You are viewing a plain text version of this content. The canonical link for it is here.
Posted to j-users@xerces.apache.org by Matthew Harrison <ma...@equinox.co.nz> on 2018/07/16 19:56:24 UTC

Parsing a file inside a zip file locking zip file on windows

I've hit a bit of an odd case, that I'm hoping someone can tell me what I'm doing wrong, or how to fix it.
As part of a transform (using Saxon), we're processing files that are inside a zip file.  To access the files we're using a 'jar' URI, however after accessing/parsing the file it seems to be locked, and so cannot be deleted until the java program terminates.
I believe I've created a reproducing case:

import java.io.File;
import java.io.IOException;
import java.net.URISyntaxException;

import javax.xml.parsers.DocumentBuilder;
import javax.xml.parsers.DocumentBuilderFactory;
import javax.xml.parsers.ParserConfigurationException;

import org.w3c.dom.Document;
import org.xml.sax.SAXException;

import com.google.common.io.Files;

public class CleanupInvestigation {
public static void main(String[] args)
throws IOException, SAXException, ParserConfigurationException, URISyntaxException, InterruptedException {
File input = new File("src/test/resources/books.zip");
File inputCopy = new File("src/test/resources/booksCopy.zip");
Files.copy(input, inputCopy);

DocumentBuilder builder = DocumentBuilderFactory.newInstance().newDocumentBuilder();
Document doc = builder.parse("jar:file:src/test/resources/booksCopy.zip!/app.xml");

System.out.println(doc.getLastChild().getNodeName());
System.out.println("File delete (booksCopy.zip): " + inputCopy.delete());
System.out.println("complete");
}
}


I'm running this using Xerces 2.12.0 running on a Windows 10 machine, talking with the Saxon guys its looks like it works ok on a Mac (i.e. the booksCopy.zip file can be deleted).

If anyone has any ideas on what the issue might be that would be great.

Thanks,

Matt


Re: Parsing a file inside a zip file locking zip file on windows

Posted by Matthew Harrison <ma...@equinox.co.nz>.
Hi,


Thanks for getting back to me.  That makes sense that other OS still have file handles kicking around, and its just the problem shows up more obviously in windows.  I must say I did try looking into the (Xerces?) code that opens up the file specified by the URI, but didn't manage to be able to dig into it, so thank you for those pointers Bernd.


We've ended up working around the issue, and use different Saxon xslt functions to read the file inside the zip for what we need, so this isn't a blocker issue for us.  I just thought I should note that this kind of URI passed into the 'parse' function seems to be problematic - or did I misread some of the suggestions here?


Thanks,


Matt

________________________________
From: sebb <se...@gmail.com>
Sent: 17 July 2018 12:57:51
To: j-users@xerces.apache.org
Subject: Re: Parsing a file inside a zip file locking zip file on windows

IIRC when Windows opens files for read (or write) it locks them
against deletion.

You need to ensure that you close the file before you try to delete it.


On 16 July 2018 at 21:37, Bernd Eckenfels <ec...@zusammenkunft.net> wrote:
> Matt,
>
> I think this is a general problem of the JarURLConnection, especially if in
> caching mode.

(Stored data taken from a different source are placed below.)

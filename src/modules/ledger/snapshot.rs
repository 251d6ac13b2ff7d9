use std::collections::HashSet;
use std::str::FromStr;

use async_trait::async_trait;
use chrono::{NaiveDate, NaiveTime};
use rust_decimal::Decimal;
use serde::Deserialize;
use tracing::{info, warn};

use crate::core::money;
use crate::core::Result;
use crate::modules::calendar::PeriodRange;
use crate::modules::ledger::models::{
    ReferenceData, TransactionKind, TransactionRecord,
};
use crate::modules::ledger::store::LedgerStore;

/// One raw ledger row as exported by the spreadsheet collaborator.
///
/// Price and quantity arrive loosely typed (numbers or strings with
/// stray formatting); normalization decides what survives.
#[derive(Debug, Clone, Deserialize)]
pub struct RawTransactionRow {
    pub id: String,
    pub date: String,
    #[serde(default)]
    pub time: Option<String>,
    pub branch_id: String,
    pub worker_id: String,
    #[serde(default = "default_kind")]
    pub kind: String,
    #[serde(default)]
    pub item_id: String,
    #[serde(default)]
    pub item_name: String,
    pub unit_price: serde_json::Value,
    #[serde(default = "default_payment_method")]
    pub payment_method: String,
    #[serde(default)]
    pub quantity: Option<serde_json::Value>,
}

fn default_kind() -> String {
    "service".to_string()
}

fn default_payment_method() -> String {
    "cash".to_string()
}

/// In-memory ledger snapshot.
///
/// Built once per invocation from raw rows; duplicate ids and malformed
/// prices are skipped with a warning, never aborting the fetch.
#[derive(Debug, Clone)]
pub struct LedgerSnapshot {
    records: Vec<TransactionRecord>,
    reference: ReferenceData,
}

impl LedgerSnapshot {
    pub fn new(records: Vec<TransactionRecord>, reference: ReferenceData) -> Self {
        Self { records, reference }
    }

    /// Normalize raw spreadsheet rows into a snapshot.
    pub fn from_rows(rows: Vec<RawTransactionRow>, reference: ReferenceData) -> Self {
        let total = rows.len();
        let mut seen_ids = HashSet::new();
        let mut records = Vec::with_capacity(total);

        for row in rows {
            match normalize_row(&row) {
                Ok(record) => {
                    if !seen_ids.insert(record.id.clone()) {
                        warn!(id = %record.id, "skipping duplicate ledger row");
                        continue;
                    }
                    records.push(record);
                }
                Err(reason) => {
                    warn!(id = %row.id, %reason, "skipping malformed ledger row");
                }
            }
        }

        if records.len() < total {
            info!(
                kept = records.len(),
                skipped = total - records.len(),
                "ledger snapshot normalized"
            );
        }

        Self { records, reference }
    }

    pub fn len(&self) -> usize {
        self.records.len()
    }

    pub fn is_empty(&self) -> bool {
        self.records.is_empty()
    }
}

fn normalize_row(row: &RawTransactionRow) -> std::result::Result<TransactionRecord, String> {
    let date = NaiveDate::parse_from_str(row.date.trim(), "%Y-%m-%d")
        .map_err(|e| format!("bad date '{}': {}", row.date, e))?;

    let time = match &row.time {
        Some(raw) if !raw.trim().is_empty() => Some(
            NaiveTime::parse_from_str(raw.trim(), "%H:%M:%S")
                .or_else(|_| NaiveTime::parse_from_str(raw.trim(), "%H:%M"))
                .map_err(|e| format!("bad time '{}': {}", raw, e))?,
        ),
        _ => None,
    };

    let kind = match row.kind.trim().to_lowercase().as_str() {
        "service" | "" => TransactionKind::Service,
        "product_sale" | "product" => TransactionKind::ProductSale,
        other => return Err(format!("unknown kind '{}'", other)),
    };

    let unit_price = parse_decimal(&row.unit_price)
        .ok_or_else(|| format!("unparseable price {:?}", row.unit_price))?;
    if !money::is_valid_price(unit_price) {
        return Err(format!("negative price {}", unit_price));
    }

    let quantity = match &row.quantity {
        None => 1,
        Some(value) => parse_quantity(value)
            .ok_or_else(|| format!("unparseable quantity {:?}", value))?,
    };

    Ok(TransactionRecord {
        id: row.id.trim().to_string(),
        date,
        time,
        branch_id: row.branch_id.trim().to_string(),
        worker_id: row.worker_id.trim().to_string(),
        kind,
        item_id: row.item_id.trim().to_string(),
        item_name: row.item_name.trim().to_string(),
        unit_price,
        payment_method: row.payment_method.trim().to_lowercase(),
        quantity,
    })
}

fn parse_decimal(value: &serde_json::Value) -> Option<Decimal> {
    match value {
        serde_json::Value::Number(n) => Decimal::from_str(&n.to_string()).ok(),
        serde_json::Value::String(s) => {
            // Tolerate "Rp 35.000"-style sheet formatting
            let cleaned: String = s
                .trim()
                .trim_start_matches("Rp")
                .chars()
                .filter(|c| c.is_ascii_digit() || *c == '-')
                .collect();
            if cleaned.is_empty() {
                None
            } else {
                Decimal::from_str(&cleaned).ok()
            }
        }
        _ => None,
    }
}

fn parse_quantity(value: &serde_json::Value) -> Option<u32> {
    match value {
        serde_json::Value::Number(n) => n.as_u64().and_then(|q| u32::try_from(q).ok()),
        serde_json::Value::String(s) => s.trim().parse().ok(),
        serde_json::Value::Null => Some(1),
        _ => None,
    }
}

#[async_trait]
impl LedgerStore for LedgerSnapshot {
    async fn fetch(
        &self,
        period: Option<&PeriodRange>,
        branch_id: Option<&str>,
        worker_id: Option<&str>,
    ) -> Result<Vec<TransactionRecord>> {
        let records = self
            .records
            .iter()
            .filter(|r| period.map(|p| p.contains(r.date)).unwrap_or(true))
            .filter(|r| branch_id.map(|b| r.branch_id == b).unwrap_or(true))
            .filter(|r| worker_id.map(|w| r.worker_id == w).unwrap_or(true))
            .cloned()
            .collect();
        Ok(records)
    }

    async fn fetch_reference_data(&self) -> Result<ReferenceData> {
        Ok(self.reference.clone())
    }
}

I think if you do some of the steps to open a stream yourself
> you can influence that better. I might be able to dig up a more detailed
> example later if you still need it. (It might not be a good idea to rely on
> the static setUseCache(false) method)
>
> You only see that on Windows because the other OS allows you to delete open
> files (however the file handle will linger around on those OS, too)
>
> Gruss
> Bernd
> --
> http://bernd.eckenfels.net
>
> ________________________________
> Von: Matthew Harrison <ma...@equinox.co.nz>
> Gesendet: Montag, Juli 16, 2018 9:56 PM
> An: j-users@xerces.apache.org
> Betreff: Parsing a file inside a zip file locking zip file on windows
>
>
> I've hit a bit of an odd case, that I'm hoping someone can tell me what I'm
> doing wrong, or how to fix it.
> As part of a transform (using Saxon), we're processing files that are inside
> a zip file.  To access the files we're using a 'jar' URI, however after
> accessing/parsing the file it seems to be locked, and so cannot be deleted
> until the java program terminates.
> I believe I've created a reproducing case:
>
> import java.io.File;
> import java.io.IOException;
> import java.net.URISyntaxException;
>
> import javax.xml.parsers.DocumentBuilder;
> import javax.xml.parsers.DocumentBuilderFactory;
> import javax.xml.parsers.ParserConfigurationException;
>
> import org.w3c.dom.Document;
> import org.xml.sax.SAXException;
>
> import com.google.common.io.Files;
>
> public class CleanupInvestigation {
> public static void main(String[] args)
> throws IOException, SAXException, ParserConfigurationException,
> URISyntaxException, InterruptedException {
> File input = new File("src/test/resources/books.zip");
> File inputCopy = new File("src/test/resources/booksCopy.zip");
> Files.copy(input, inputCopy);
>
> DocumentBuilder builder =
> DocumentBuilderFactory.newInstance().newDocumentBuilder();
> Document doc =
> builder.parse("jar:file:src/test/resources/booksCopy.zip!/app.xml");
>
> System.out.println(doc.getLastChild().getNodeName());
> System.out.println("File delete (booksCopy.zip): " + inputCopy.delete());
> System.out.println("complete");
> }
> }
>
>
> I'm running this using Xerces 2.12.0 running on a Windows 10 machine,
> talking with the Saxon guys its looks like it works ok on a Mac (i.e. the
> booksCopy.zip file can be deleted).
>
> If anyone has any ideas on what the issue might be that would be great.
>
> Thanks,
>
> Matt
>

---------------------------------------------------------------------
To unsubscribe, e-mail: j-users-unsubscribe@xerces.apache.org
For additional commands, e-mail: j-users-help@xerces.apache.org


Re: Parsing a file inside a zip file locking zip file on windows

Posted by sebb <se...@gmail.com>.
IIRC when Windows opens files for read (or write) it locks them
against deletion.

You need to ensure that you close the file before you try to delete it.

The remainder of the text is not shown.